In some operating systems (Note: E.g., z/OS) an application or operator may request a snapshot of selected storage blocks, rather than all of the storage used by the application or operating system.

== Uses ==
Core dumps can serve as useful debugging aids in several situations. On early standalone or batch-processing systems, core dumps allowed a user to debug a program without monopolizing the (very expensive) computing facility for debugging; a printout could also be more convenient than debugging using front panel switches and lights.
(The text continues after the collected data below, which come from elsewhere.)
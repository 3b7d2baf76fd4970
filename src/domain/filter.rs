//! Catalog filtering shared by the storefront and admin views.

use crate::domain::{Category, Item};

/// Sold-status filter.
///
/// Three variants, not a boolean: "no filter" must stay distinguishable
/// from "available only".
#[derive(Debug, Clone, Copy, PartialEq, Eq, Default)]
pub enum StatusFilter {
    #[default]
    All,
    SoldOnly,
    AvailableOnly,
}

impl StatusFilter {
    fn matches(&self, sold: bool) -> bool {
        match self {
            StatusFilter::All => true,
            StatusFilter::SoldOnly => sold,
            StatusFilter::AvailableOnly => !sold,
        }
    }
}

/// Active filter combination for a catalog view.
///
/// Ephemeral and client-only; never persisted or sent to the server.
#[derive(Debug, Clone, Default)]
pub struct FilterCriteria {
    /// `None` matches every category.
    pub category: Option<Category>,
    pub status: StatusFilter,
    /// Case-insensitive substring matched against the title; empty
    /// matches everything.
    pub search: String,
}

impl FilterCriteria {
    fn matches(&self, item: &Item) -> bool {
        let match_category = self.category.map_or(true, |category| item.category == category);
        let match_status = self.status.matches(item.sold);
        let match_search = self.search.is_empty()
            || item.title.to_lowercase().contains(&self.search.to_lowercase());
        match_category && match_status && match_search
    }
}

/// Return the items matching `criteria`, preserving input order.
pub fn filter_items<'a>(items: &'a [Item], criteria: &FilterCriteria) -> Vec<&'a Item> {
    items.iter().filter(|item| criteria.matches(item)).collect()
}
//! Inventory service port definition.

use crate::domain::{Item, ItemPatch, ItemSubmission, LoadError, MutationError};

/// Port for catalog reads and admin mutations against the inventory
/// service.
///
/// Implementations perform one request per call. Sequencing and the
/// reload-after-write policy belong to the mutation coordinator.
pub trait InventoryClient {
    /// Fetch the full item collection in server order.
    fn list_items(&self) -> Result<Vec<Item>, LoadError>;

    /// Create an item from a validated submission.
    ///
    /// Returns the stored item as the server recorded it.
    fn create_item(&self, submission: &ItemSubmission) -> Result<Item, MutationError>;

    /// Apply a partial update to an existing item.
    fn update_item(&self, id: &str, patch: &ItemPatch) -> Result<Item, MutationError>;

    /// Delete an item.
    fn delete_item(&self, id: &str) -> Result<(), MutationError>;
}
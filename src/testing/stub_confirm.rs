use std::sync::{Arc, Mutex};

use crate::domain::AppError;
use crate::ports::ConfirmPrompt;

/// Confirmation double with a canned answer, recording every prompt.
#[derive(Clone)]
pub struct StubConfirm {
    answer: bool,
    prompts: Arc<Mutex<Vec<String>>>,
}

impl StubConfirm {
    pub fn answering(answer: bool) -> Self {
        Self { answer, prompts: Arc::new(Mutex::new(Vec::new())) }
    }

    pub fn prompts(&self) -> Vec<String> {
        self.prompts.lock().unwrap().clone()
    }
}

impl ConfirmPrompt for StubConfirm {
    fn confirm(&self, message: &str) -> Result<bool, AppError> {
        self.prompts.lock().unwrap().push(message.to_string());
        Ok(self.answer)
    }
}
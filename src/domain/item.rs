//! Catalog item entity.

use std::fmt;
use std::str::FromStr;

use serde::{Deserialize, Serialize};

use crate::domain::ValidationError;

/// Closed set of categories the store offers.
///
/// The server is free to accept others; the client only ever submits
/// values from this set.
#[derive(Debug, Clone, Copy, PartialEq, Eq, Serialize, Deserialize)]
#[serde(rename_all = "lowercase")]
pub enum Category {
    Mice,
    Mousepads,
}

impl Category {
    /// Every category the client offers for submission.
    pub const ALL: [Category; 2] = [Category::Mice, Category::Mousepads];

    /// Canonical wire string.
    pub fn as_str(&self) -> &'static str {
        match self {
            Category::Mice => "mice",
            Category::Mousepads => "mousepads",
        }
    }
}

impl fmt::Display for Category {
    fn fmt(&self, f: &mut fmt::Formatter<'_>) -> fmt::Result {
        f.write_str(self.as_str())
    }
}

impl FromStr for Category {
    type Err = ValidationError;

    fn from_str(s: &str) -> Result<Self, Self::Err> {
        match s {
            "mice" => Ok(Category::Mice),
            "mousepads" => Ok(Category::Mousepads),
            other => Err(ValidationError::UnknownCategory(other.to_string())),
        }
    }
}

/// A sellable product record as returned by the inventory service.
///
/// The locally held collection of these is a cached snapshot, never
/// authoritative: it is refreshed wholesale after every mutation
/// rather than patched in place.
#[derive(Debug, Clone, PartialEq, Serialize, Deserialize)]
pub struct Item {
    /// Server-assigned identifier, opaque to the client.
    pub id: String,
    pub title: String,
    pub price: f64,
    pub category: Category,
    #[serde(default)]
    pub sold: bool,
    /// Filename under the service's upload store; absent means no image.
    #[serde(default)]
    pub image_filename: Option<String>,
    /// Server-assigned creation timestamp, carried verbatim.
    #[serde(default)]
    pub created_at: Option<String>,
}
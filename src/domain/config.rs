//! Client configuration for the inventory service endpoint.

use std::fs;
use std::path::PathBuf;

use serde::Deserialize;

use crate::domain::AppError;

/// Environment override for the inventory service endpoint.
pub const API_URL_ENV: &str = "JIMMYSTORE_API_URL";

const CONFIG_FILE: &str = "config.toml";

/// Inventory service configuration.
#[derive(Debug, Clone, Deserialize)]
pub struct StoreApiConfig {
    /// Inventory service base URL.
    #[serde(default = "default_api_url")]
    pub api_url: String,
    /// Request timeout in seconds.
    #[serde(default = "default_timeout")]
    pub timeout_secs: u64,
}

impl Default for StoreApiConfig {
    fn default() -> Self {
        Self { api_url: default_api_url(), timeout_secs: default_timeout() }
    }
}

impl StoreApiConfig {
    /// Load from `$HOME/.config/jimmystore/config.toml`, falling back
    /// to defaults. `JIMMYSTORE_API_URL` overrides the endpoint.
    pub fn load() -> Result<Self, AppError> {
        let mut config = match config_dir() {
            Ok(dir) => {
                let path = dir.join(CONFIG_FILE);
                if path.exists() {
                    let raw = fs::read_to_string(&path)?;
                    toml::from_str(&raw).map_err(|e| {
                        AppError::config_error(format!("Malformed {}: {}", path.display(), e))
                    })?
                } else {
                    Self::default()
                }
            }
            Err(_) => Self::default(),
        };

        if let Ok(url) = std::env::var(API_URL_ENV) {
            config.api_url = url;
        }

        Ok(config)
    }
}

fn default_api_url() -> String {
    "http://localhost:8000".to_string()
}

fn default_timeout() -> u64 {
    30
}

/// Configuration directory under the user's HOME.
///
/// Uses $HOME/.config/jimmystore for consistency across platforms and
/// tests.
pub(crate) fn config_dir() -> Result<PathBuf, AppError> {
    let home = std::env::var("HOME")
        .map_err(|_| AppError::config_error("HOME environment variable not set"))?;
    Ok(PathBuf::from(home).join(".config").join("jimmystore"))
}
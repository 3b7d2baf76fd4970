use std::sync::{Arc, Mutex};

use crate::domain::{Item, ItemPatch, ItemSubmission, LoadError, MutationError};
use crate::ports::InventoryClient;

#[derive(Default)]
struct FakeState {
    items: Vec<Item>,
    next_id: u32,
    list_calls: u32,
    patches: Vec<(String, ItemPatch)>,
    fail_next_create: bool,
    fail_lists: bool,
}

/// Recording fake backed by an in-memory item collection.
///
/// Mutations apply to the in-memory collection the way the real
/// service would, so a reload observes their effect.
#[derive(Clone, Default)]
pub struct FakeInventoryClient {
    state: Arc<Mutex<FakeState>>,
}

impl FakeInventoryClient {
    pub fn new() -> Self {
        Self::default()
    }

    pub fn with_items(items: Vec<Item>) -> Self {
        let client = Self::default();
        client.state.lock().unwrap().items = items;
        client
    }

    /// Make the next create fail with a transport error.
    pub fn fail_next_create(&self) {
        self.state.lock().unwrap().fail_next_create = true;
    }

    /// Make every subsequent list fail with a transport error.
    pub fn fail_lists(&self) {
        self.state.lock().unwrap().fail_lists = true;
    }

    pub fn list_calls(&self) -> u32 {
        self.state.lock().unwrap().list_calls
    }

    pub fn recorded_patches(&self) -> Vec<(String, ItemPatch)> {
        self.state.lock().unwrap().patches.clone()
    }

    /// Server-side view of the collection.
    pub fn items(&self) -> Vec<Item> {
        self.state.lock().unwrap().items.clone()
    }
}

impl InventoryClient for FakeInventoryClient {
    fn list_items(&self) -> Result<Vec<Item>, LoadError> {
        let mut state = self.state.lock().unwrap();
        state.list_calls += 1;
        if state.fail_lists {
            return Err(LoadError::TransportFailure("connection refused".to_string()));
        }
        Ok(state.items.clone())
    }

    fn create_item(&self, submission: &ItemSubmission) -> Result<Item, MutationError> {
        let mut state = self.state.lock().unwrap();
        if state.fail_next_create {
            state.fail_next_create = false;
            return Err(MutationError::TransportFailure("connection reset".to_string()));
        }

        state.next_id += 1;
        let item = Item {
            id: format!("item-{}", state.next_id),
            title: submission.title.clone(),
            price: submission.price,
            category: submission.category,
            sold: false,
            image_filename: submission
                .image
                .as_ref()
                .and_then(|path| path.file_name())
                .map(|name| name.to_string_lossy().into_owned()),
            created_at: None,
        };
        // The service lists newest first.
        state.items.insert(0, item.clone());
        Ok(item)
    }

    fn update_item(&self, id: &str, patch: &ItemPatch) -> Result<Item, MutationError> {
        let mut state = self.state.lock().unwrap();
        state.patches.push((id.to_string(), patch.clone()));

        let item = state
            .items
            .iter_mut()
            .find(|item| item.id == id)
            .ok_or(MutationError::NotFound)?;

        if let Some(title) = &patch.title {
            item.title = title.clone();
        }
        if let Some(price) = patch.price {
            item.price = price;
        }
        if let Some(category) = patch.category {
            item.category = category;
        }
        if let Some(sold) = patch.sold {
            item.sold = sold;
        }
        if let Some(path) = &patch.image {
            item.image_filename =
                path.file_name().map(|name| name.to_string_lossy().into_owned());
        }
        Ok(item.clone())
    }

    fn delete_item(&self, id: &str) -> Result<(), MutationError> {
        let mut state = self.state.lock().unwrap();
        let before = state.items.len();
        state.items.retain(|item| item.id != id);
        if state.items.len() == before {
            return Err(MutationError::NotFound);
        }
        Ok(())
    }
}
mod confirm_terminal;
mod credential_file;
mod inventory_client_http;

pub use confirm_terminal::TerminalConfirm;
pub use credential_file::FileCredentialStore;
pub use inventory_client_http::HttpStoreClient;
//! Public storefront listing.

use crate::domain::{AppError, FilterCriteria, Item, filter_items};
use crate::ports::InventoryClient;

/// Fetch the catalog and return the entries matching `criteria`, in
/// server order.
pub fn execute<C: InventoryClient>(
    client: &C,
    criteria: &FilterCriteria,
) -> Result<Vec<Item>, AppError> {
    let items = client.list_items()?;
    Ok(filter_items(&items, criteria).into_iter().cloned().collect())
}

/// Render one catalog entry as a storefront line.
pub fn render_line(item: &Item, api_url: &str) -> String {
    let status = if item.sold { "sold" } else { "available" };
    let mut line = format!(
        "{:<26} {:<32} ${:>8.2} {:<10} {:<9}",
        item.id, item.title, item.price, item.category, status
    );
    if let Some(filename) = &item.image_filename {
        line.push_str(&format!(" {}/uploads/{}", api_url.trim_end_matches('/'), filename));
    }
    line
}
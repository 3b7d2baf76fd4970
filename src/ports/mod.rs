mod auth_client;
mod confirm;
mod credential_store;
mod inventory_client;

pub use auth_client::AuthClient;
pub use confirm::ConfirmPrompt;
pub use credential_store::CredentialStore;
pub use inventory_client::InventoryClient;
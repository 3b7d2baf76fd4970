//! Admin login: exchange credentials for a session token and persist
//! it.

use crate::domain::AppError;
use crate::ports::{AuthClient, CredentialStore};

pub fn execute<A, S>(
    auth: &A,
    credentials: &S,
    username: &str,
    password: &str,
) -> Result<(), AppError>
where
    A: AuthClient,
    S: CredentialStore,
{
    let token = auth.login(username, password)?;
    credentials.store(&token)?;
    Ok(())
}
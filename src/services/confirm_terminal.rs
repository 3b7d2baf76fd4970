//! Terminal confirmation prompt.

use dialoguer::Confirm;

use crate::domain::AppError;
use crate::ports::ConfirmPrompt;

/// Interactive yes/no prompt on the controlling terminal, defaulting
/// to "no".
#[derive(Debug, Clone, Copy, Default)]
pub struct TerminalConfirm;

impl ConfirmPrompt for TerminalConfirm {
    fn confirm(&self, message: &str) -> Result<bool, AppError> {
        Confirm::new()
            .with_prompt(message)
            .default(false)
            .interact()
            .map_err(|e| AppError::config_error(format!("Confirmation prompt failed: {}", e)))
    }
}
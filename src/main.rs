use std::path::PathBuf;

use clap::{Parser, Subcommand};
use jimmystore::AppError;
use jimmystore::domain::{FilterCriteria, ItemDraft, ItemPatch, StatusFilter};

#[derive(Parser)]
#[command(name = "jimmystore")]
#[command(version)]
#[command(about = "Browse and manage the JimmyStore catalog", long_about = None)]
struct Cli {
    #[command(subcommand)]
    command: Commands,
}

#[derive(Subcommand)]
enum Commands {
    /// List catalog items with optional filters
    #[clap(visible_alias = "b")]
    Browse {
        /// Only show items in this category (mice, mousepads)
        #[arg(short, long)]
        category: Option<String>,
        /// Only show sold items
        #[arg(long, conflicts_with = "available")]
        sold: bool,
        /// Only show available items
        #[arg(long, conflicts_with = "sold")]
        available: bool,
        /// Case-insensitive substring match against item titles
        #[arg(short, long)]
        search: Option<String>,
    },
    /// Log in as the store admin
    Login {
        /// Admin username
        username: String,
        /// Admin password (prompted when omitted)
        #[arg(short, long)]
        password: Option<String>,
    },
    /// Forget the stored admin session
    Logout,
    /// Add a catalog item
    #[clap(visible_alias = "a")]
    Add {
        /// Item title
        #[arg(short, long)]
        title: String,
        /// Price, e.g. 49.99
        #[arg(short, long)]
        price: String,
        /// Category (mice, mousepads)
        #[arg(short, long)]
        category: String,
        /// Image file to upload
        #[arg(short, long)]
        image: Option<PathBuf>,
    },
    /// Edit fields of an existing item
    #[clap(visible_alias = "e")]
    Edit {
        /// Item id
        id: String,
        /// New title
        #[arg(short, long)]
        title: Option<String>,
        /// New price
        #[arg(short, long)]
        price: Option<String>,
        /// New category (mice, mousepads)
        #[arg(short, long)]
        category: Option<String>,
        /// Replacement image file to upload
        #[arg(short, long)]
        image: Option<PathBuf>,
    },
    /// Delete an item
    Rm {
        /// Item id
        id: String,
        /// Skip the confirmation prompt
        #[arg(short = 'y', long)]
        yes: bool,
    },
    /// Toggle an item's sold flag
    Sold {
        /// Item id
        id: String,
    },
}

fn main() {
    let cli = Cli::parse();

    let result: Result<(), AppError> = match cli.command {
        Commands::Browse { category, sold, available, search } => {
            run_browse(category, sold, available, search)
        }
        Commands::Login { username, password } => jimmystore::login(&username, password),
        Commands::Logout => jimmystore::logout(),
        Commands::Add { title, price, category, image } => {
            jimmystore::add_item(&ItemDraft { title, price, category, image })
        }
        Commands::Edit { id, title, price, category, image } => {
            ItemPatch::from_edit(title, price, category, image)
                .map_err(AppError::from)
                .and_then(|patch| jimmystore::edit_item(&id, &patch))
        }
        Commands::Rm { id, yes } => jimmystore::remove_item(&id, yes),
        Commands::Sold { id } => jimmystore::toggle_sold(&id),
    };

    if let Err(e) = result {
        eprintln!("Error: {}", e);
        std::process::exit(1);
    }
}

fn run_browse(
    category: Option<String>,
    sold: bool,
    available: bool,
    search: Option<String>,
) -> Result<(), AppError> {
    let category = category.as_deref().map(|raw| raw.parse()).transpose()?;
    let status = if sold {
        StatusFilter::SoldOnly
    } else if available {
        StatusFilter::AvailableOnly
    } else {
        StatusFilter::All
    };

    let criteria = FilterCriteria { category, status, search: search.unwrap_or_default() };
    jimmystore::browse(&criteria)
}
On shared computers, whether time-sharing, batch processing, or server systems, core dumps allow off-line debugging of the operating system, so that the system can go back into operation immediately.

Core dumps allow a user to save a crash for later or off-site analysis, or comparison with other crashes. For embedded computers, it may be impractical to support debugging on the computer itself, so analysis of a dump may take place on a different computer. Some operating systems such as early versions of Unix did not support attaching debuggers to running processes, so core dumps were necessary to run a debugger on a process's memory contents.

Core dumps can be used to capture data freed during dynamic memory allocation and may thus be used to retrieve information from a program that is no longer running. In the absence of an interactive debugger, the core dump may be used by an assiduous programmer to determine the error from direct examination.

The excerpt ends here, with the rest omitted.